Police Unity Tour Fundraiser: Drag Brunch The Black Sheep Providence, 397 Westminster St. 10:30AM In honor of something called “police unity,” drag performers will be hosting brunch at a gastropub, $35 per person. Every part of the preceding sentence is really depressing—skip it and go to Fair Chance Licensing Canvassing instead. Fair Chance Licensing Canvassing Nonviolence Institute, 265 Oxford St. 12PM - 3PM Join the Formerly Incarcerated Union of RI and the Fair Chance Licensing Coalition in their fight to ensure work opportunities for people recently released from jail or with criminal records. The Coalition is working specifically to pass a bill that would reduce barriers to entry to career paths with occupational license—like plumbing, hair dressing, and social work—to people involved ensnared in the courts system. Help them gather signatures to demonstrate constituent support to legislators.

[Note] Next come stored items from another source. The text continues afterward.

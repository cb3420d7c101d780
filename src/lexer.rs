use std::time::{Duration, Instant};

use once_cell::sync::Lazy;
use regex::Regex;

use crate::{
    ast::{Keyword, Token, TokenKind},
    config::{DEFAULT_TOKENIZE_TIMEOUT, ParsingConfig},
    error::{ParseError, ParseResult},
};

static NUMBER: Lazy<Regex> = Lazy::new(|| {
    Regex::new(r"^[0-9]+(\.[0-9]+)?([eE][+-]?[0-9]+)?").expect("numeric literal pattern")
});

/// Splits an expression into tokens. Positions are byte offsets into the input.
pub struct Lexer<'a> {
    input: &'a str,
    position: usize,
    case_sensitive: bool,
    timeout: Duration,
    deadline: Option<Instant>,
}

/// Tokenizes a whole expression, ending with an [`TokenKind::Eof`] token.
pub fn tokenize(input: &str, config: &ParsingConfig) -> ParseResult<Vec<Token>> {
    let mut lexer = Lexer::with_config(input, config);
    let mut tokens = Vec::new();
    loop {
        let token = lexer.next_token()?;
        let done = token.is(&TokenKind::Eof);
        tokens.push(token);
        if done {
            return Ok(tokens);
        }
    }
}

impl<'a> Lexer<'a> {
    pub fn new(input: &'a str) -> Self {
        Lexer {
            input,
            position: 0,
            case_sensitive: false,
            timeout: DEFAULT_TOKENIZE_TIMEOUT,
            deadline: None,
        }
    }

    pub fn with_config(input: &'a str, config: &ParsingConfig) -> Self {
        Lexer {
            case_sensitive: config.case_sensitive(),
            timeout: config.tokenize_timeout(),
            ..Lexer::new(input)
        }
    }

    /// Rewinds to the start of the input.
    pub fn reset(&mut self) {
        self.position = 0;
        self.deadline = None;
    }

    fn current_char(&self) -> Option<char> {
        self.input[self.position..].chars().next()
    }

    fn peek_char(&self, offset: usize) -> Option<char> {
        self.input[self.position..].chars().nth(offset)
    }

    fn advance(&mut self) {
        if let Some(ch) = self.current_char() {
            self.position += ch.len_utf8();
        }
    }

    fn skip_whitespace(&mut self) {
        while let Some(ch) = self.current_char() {
            if ch.is_whitespace() {
                self.advance();
            } else {
                break;
            }
        }
    }

    fn check_deadline(&mut self) -> ParseResult<()> {
        let timeout = self.timeout;
        let deadline = *self
            .deadline
            .get_or_insert_with(|| Instant::now() + timeout);
        if Instant::now() > deadline {
            return Err(ParseError::new(
                format!(
                    "Tokenization exceeded the time limit of {} ms",
                    self.timeout.as_millis()
                ),
                self.position,
            ));
        }
        Ok(())
    }

    fn read_identifier(&mut self) -> &'a str {
        let start = self.position;
        while let Some(ch) = self.current_char() {
            if ch.is_alphanumeric() || ch == '_' {
                self.advance();
            } else {
                break;
            }
        }
        let input = self.input;
        &input[start..self.position]
    }

    fn read_quoted(&mut self, quote: char) -> ParseResult<String> {
        let start = self.position;
        let mut result = String::new();
        self.advance(); // opening quote

        while let Some(ch) = self.current_char() {
            match ch {
                c if c == quote => {
                    self.advance();
                    return Ok(result);
                }
                '\\' => {
                    let escape_pos = self.position;
                    self.advance();
                    let escaped = match self.current_char() {
                        Some('n') => '\n',
                        Some('t') => '\t',
                        Some('r') => '\r',
                        Some('0') => '\0',
                        Some('"') => '"',
                        Some('\'') => '\'',
                        Some('\\') => '\\',
                        Some('u') => self.read_unicode_escape(escape_pos)?,
                        Some(other) => {
                            return Err(ParseError::new(
                                format!("Invalid escape sequence '\\{}'", other),
                                escape_pos,
                            ));
                        }
                        None => break,
                    };
                    result.push(escaped);
                    self.advance();
                }
                _ => {
                    result.push(ch);
                    self.advance();
                }
            }
        }

        Err(ParseError::new("Unterminated string literal", start))
    }

    /// Reads the four hex digits of `\uXXXX`, leaving the cursor on the last one.
    fn read_unicode_escape(&mut self, escape_pos: usize) -> ParseResult<char> {
        let digits: String = (1..=4).filter_map(|i| self.peek_char(i)).collect();
        let code = (digits.len() == 4)
            .then(|| u32::from_str_radix(&digits, 16).ok())
            .flatten()
            .and_then(char::from_u32)
            .ok_or_else(|| ParseError::new("Invalid unicode escape sequence", escape_pos))?;
        for _ in 0..4 {
            self.advance();
        }
        Ok(code)
    }

    fn read_number(&mut self) -> ParseResult<Token> {
        let start = self.position;
        let matched = NUMBER
            .find(&self.input[start..])
            .ok_or_else(|| ParseError::new("Invalid numeric literal", start))?;
        let is_real = matched.as_str().contains(['.', 'e', 'E']);
        self.position += matched.end();

        if let Some('L' | 'l' | 'M' | 'm' | 'D' | 'd' | 'F' | 'f') = self.current_char() {
            self.advance();
        }
        if self
            .current_char()
            .is_some_and(|c| c.is_alphanumeric() || c == '_')
        {
            return Err(ParseError::new("Invalid numeric literal", start));
        }

        let kind = if is_real {
            TokenKind::RealLiteral
        } else {
            TokenKind::IntegerLiteral
        };
        Ok(Token::new(kind, &self.input[start..self.position], start))
    }

    /// Emits a token of `len` ASCII characters starting at the cursor.
    fn punct(&mut self, kind: TokenKind, len: usize) -> Token {
        let start = self.position;
        self.position += len;
        Token::new(kind, &self.input[start..self.position], start)
    }

    pub fn next_token(&mut self) -> ParseResult<Token> {
        self.check_deadline()?;
        self.skip_whitespace();

        let start = self.position;
        let token = match self.current_char() {
            None => Token::new(TokenKind::Eof, "", start),
            Some('.') => self.punct(TokenKind::Dot, 1),
            Some(',') => self.punct(TokenKind::Comma, 1),
            Some('(') => self.punct(TokenKind::LParen, 1),
            Some(')') => self.punct(TokenKind::RParen, 1),
            Some('[') => self.punct(TokenKind::LBracket, 1),
            Some(']') => self.punct(TokenKind::RBracket, 1),
            Some('@') => self.punct(TokenKind::At, 1),
            Some('+') => self.punct(TokenKind::Plus, 1),
            Some('-') => self.punct(TokenKind::Minus, 1),
            Some('*') => self.punct(TokenKind::Star, 1),
            Some('/') => self.punct(TokenKind::Slash, 1),
            Some('%') => self.punct(TokenKind::Percent, 1),
            Some(':') => self.punct(TokenKind::Colon, 1),
            Some('?') => {
                if self.peek_char(1) == Some('?') {
                    self.punct(TokenKind::QuestionQuestion, 2)
                } else {
                    self.punct(TokenKind::Question, 1)
                }
            }
            Some('=') => {
                if self.peek_char(1) == Some('=') {
                    self.punct(TokenKind::EqEq, 2)
                } else {
                    self.punct(TokenKind::EqEq, 1)
                }
            }
            Some('!') => {
                if self.peek_char(1) == Some('=') {
                    self.punct(TokenKind::NotEq, 2)
                } else {
                    self.punct(TokenKind::Exclamation, 1)
                }
            }
            Some('<') => match self.peek_char(1) {
                Some('=') => self.punct(TokenKind::LtEq, 2),
                Some('>') => self.punct(TokenKind::NotEq, 2),
                _ => self.punct(TokenKind::Lt, 1),
            },
            Some('>') => {
                if self.peek_char(1) == Some('=') {
                    self.punct(TokenKind::GtEq, 2)
                } else {
                    self.punct(TokenKind::Gt, 1)
                }
            }
            Some('&') if self.peek_char(1) == Some('&') => self.punct(TokenKind::AmpAmp, 2),
            Some('|') if self.peek_char(1) == Some('|') => self.punct(TokenKind::PipePipe, 2),
            Some('"') => {
                let text = self.read_quoted('"')?;
                Token::new(
                    TokenKind::StringLiteral(text),
                    &self.input[start..self.position],
                    start,
                )
            }
            Some('\'') => {
                let text = self.read_quoted('\'')?;
                let mut chars = text.chars();
                let kind = match (chars.next(), chars.next()) {
                    (Some(c), None) => TokenKind::CharLiteral(c),
                    _ => TokenKind::StringLiteral(text),
                };
                Token::new(kind, &self.input[start..self.position], start)
            }
            Some(ch) if ch.is_alphabetic() || ch == '_' => {
                let ident = self.read_identifier();
                let kind = match Keyword::lookup(ident, self.case_sensitive) {
                    Some(keyword) => TokenKind::Keyword(keyword),
                    None => TokenKind::Identifier,
                };
                Token::new(kind, ident, start)
            }
            Some(ch) if ch.is_ascii_digit() => self.read_number()?,
            Some(ch) => {
                return Err(ParseError::new(
                    format!("Syntax error '{}'", ch),
                    start,
                ));
            }
        };
        Ok(token)
    }
}

#[test]
fn test_keywords() {
    let mut lexer = Lexer::new("new IT Outer inner is as null true false");
    let expected = [
        Keyword::New,
        Keyword::It,
        Keyword::Outer,
        Keyword::Inner,
        Keyword::Is,
        Keyword::As,
        Keyword::Null,
        Keyword::True,
        Keyword::False,
    ];
    for keyword in expected {
        assert_eq!(lexer.next_token().unwrap().kind, TokenKind::Keyword(keyword));
    }
    assert_eq!(lexer.next_token().unwrap().kind, TokenKind::Eof);
}

#[test]
fn test_positions() {
    let mut lexer = Lexer::new("Price >= 10");
    assert_eq!(lexer.next_token().unwrap().pos, 0);
    let op = lexer.next_token().unwrap();
    assert_eq!((op.kind, op.pos), (TokenKind::GtEq, 6));
    assert_eq!(lexer.next_token().unwrap().pos, 9);
}

#[test]
fn test_reset() {
    let mut lexer = Lexer::new("a b");
    lexer.next_token().unwrap();
    lexer.reset();
    assert_eq!(lexer.next_token().unwrap().text, "a");
}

THE COLLEGE HILL INDEPENDENT

Monday 2.17

Baby Yoda All Ages Paint Event Casey’s Fun Faces (4171 North Main St., Fall River) 5:30 - 7:30PM The canvas you will paint! Unclear it is whether this is an earnest event along the lines of “make your own Olivander’s wand” or if it’s more on the level of nyancat merchandise. Unclear it is, too, how much leeway you’ll have here—whether you’ll be able to paint Yoda holding something silly, or whatever.

Tuesday 2.18

Candidate Forum: Ward 1 City Council Special Election The Pavilion at Grace, 300 Westminster Ok, this oughta be good: Incumbent Councilman Seth Yurdin beat out DSA-endorsed Justice Gaines for the Ward 1 seat last fall and resigned a year and a half later (why, this List Writer has to wonder, did he run for re-election in the first place, edging out a more radical candidate, just to resign soon after?). Now, in the special election to fill the seat, there’s no one exciting running. You may have seen signs all over the East Side for John Concalves, a Fox Point native who was involved in political campaigns in Minnesota for some years but has most recently been sitting on East Side neighborhood boards since coming back to the city. He’s up against grim pickings: Nick Cicchitelli, a real estate developer, and Anthony Santurri, who owns the Coliseum night club. The forum will be moderated by BoGlo darling Dan McGowan.

Thursday 2.20

Stefano Bloch Book Talk Faunce House, Brown University, 75 Waterman St. Stefano Bloch, notorious graffiti writer turned cultural geographer, will be returning to Brown where he was a postdoc until 2017 to talk about his new book, Going All City. Out now from UChicago Press, the book describes Bloch’s life as it intersected with cultural phenomena of 90s LA, from graffiti subculture to the heroin epidemic. If you’re lucky, he’ll tag University Hall to show you that graffiti’s roots are in transgression, not expression.